AVAILABLE RECORDS: Begin

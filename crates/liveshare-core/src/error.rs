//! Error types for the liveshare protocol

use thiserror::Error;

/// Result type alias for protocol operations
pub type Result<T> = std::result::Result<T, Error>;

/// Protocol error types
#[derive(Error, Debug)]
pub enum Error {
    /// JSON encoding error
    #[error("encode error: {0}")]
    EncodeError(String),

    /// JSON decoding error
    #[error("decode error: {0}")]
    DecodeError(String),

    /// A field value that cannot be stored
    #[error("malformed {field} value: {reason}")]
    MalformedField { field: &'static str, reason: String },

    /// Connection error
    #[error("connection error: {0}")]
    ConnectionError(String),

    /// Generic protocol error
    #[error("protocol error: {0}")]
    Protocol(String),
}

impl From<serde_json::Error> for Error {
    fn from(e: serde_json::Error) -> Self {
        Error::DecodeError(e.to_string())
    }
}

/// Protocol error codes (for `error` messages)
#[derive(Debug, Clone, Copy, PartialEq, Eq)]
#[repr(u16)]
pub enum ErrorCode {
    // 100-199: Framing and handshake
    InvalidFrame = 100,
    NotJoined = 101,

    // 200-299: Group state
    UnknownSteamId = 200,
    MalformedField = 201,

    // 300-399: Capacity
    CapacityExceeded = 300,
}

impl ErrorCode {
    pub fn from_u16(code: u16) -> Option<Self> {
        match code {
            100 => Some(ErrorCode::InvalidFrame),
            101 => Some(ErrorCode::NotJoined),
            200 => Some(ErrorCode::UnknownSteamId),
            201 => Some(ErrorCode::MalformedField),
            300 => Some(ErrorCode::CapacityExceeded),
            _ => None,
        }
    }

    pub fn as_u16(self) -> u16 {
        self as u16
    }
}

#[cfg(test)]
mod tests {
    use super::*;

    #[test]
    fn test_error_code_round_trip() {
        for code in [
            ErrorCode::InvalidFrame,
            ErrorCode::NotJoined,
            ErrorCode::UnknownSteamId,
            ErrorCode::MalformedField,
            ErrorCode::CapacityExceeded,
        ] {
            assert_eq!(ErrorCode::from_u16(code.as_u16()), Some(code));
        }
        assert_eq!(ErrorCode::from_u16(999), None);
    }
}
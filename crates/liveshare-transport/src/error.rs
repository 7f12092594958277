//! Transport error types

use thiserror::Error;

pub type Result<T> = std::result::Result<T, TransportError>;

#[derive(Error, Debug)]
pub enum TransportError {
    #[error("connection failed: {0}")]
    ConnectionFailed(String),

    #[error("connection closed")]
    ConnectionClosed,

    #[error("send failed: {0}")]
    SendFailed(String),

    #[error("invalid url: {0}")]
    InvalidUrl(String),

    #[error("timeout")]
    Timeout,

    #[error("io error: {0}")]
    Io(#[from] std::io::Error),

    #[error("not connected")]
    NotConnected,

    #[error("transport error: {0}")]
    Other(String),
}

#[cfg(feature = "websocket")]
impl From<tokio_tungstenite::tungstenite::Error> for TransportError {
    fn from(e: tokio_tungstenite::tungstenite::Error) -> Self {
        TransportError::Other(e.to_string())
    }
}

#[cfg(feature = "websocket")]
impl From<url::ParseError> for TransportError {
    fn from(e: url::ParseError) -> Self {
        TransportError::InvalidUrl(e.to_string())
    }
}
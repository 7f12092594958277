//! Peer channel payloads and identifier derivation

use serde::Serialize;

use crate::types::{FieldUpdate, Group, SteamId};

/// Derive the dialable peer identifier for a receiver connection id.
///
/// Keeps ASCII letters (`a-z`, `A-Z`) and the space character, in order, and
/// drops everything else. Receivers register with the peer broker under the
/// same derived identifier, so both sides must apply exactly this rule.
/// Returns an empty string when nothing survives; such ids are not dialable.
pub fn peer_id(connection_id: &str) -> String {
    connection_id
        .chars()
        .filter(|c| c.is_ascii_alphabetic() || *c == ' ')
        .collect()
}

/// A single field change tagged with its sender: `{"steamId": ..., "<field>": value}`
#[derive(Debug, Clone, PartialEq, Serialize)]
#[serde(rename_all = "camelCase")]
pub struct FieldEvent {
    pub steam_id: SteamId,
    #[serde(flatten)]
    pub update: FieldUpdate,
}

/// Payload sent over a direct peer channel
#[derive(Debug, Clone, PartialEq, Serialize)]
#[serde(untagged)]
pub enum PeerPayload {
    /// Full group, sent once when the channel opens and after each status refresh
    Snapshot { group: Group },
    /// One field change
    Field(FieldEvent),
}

AVAILABLE RECORDS: End

_EXERCISE PROMPT_
Search the entries for the word "enum". Copy each line where it appears.

_RESPONSE AREA_
pub enum Error {
pub enum ErrorCode {
pub enum TransportError {
pub enum PeerPayload {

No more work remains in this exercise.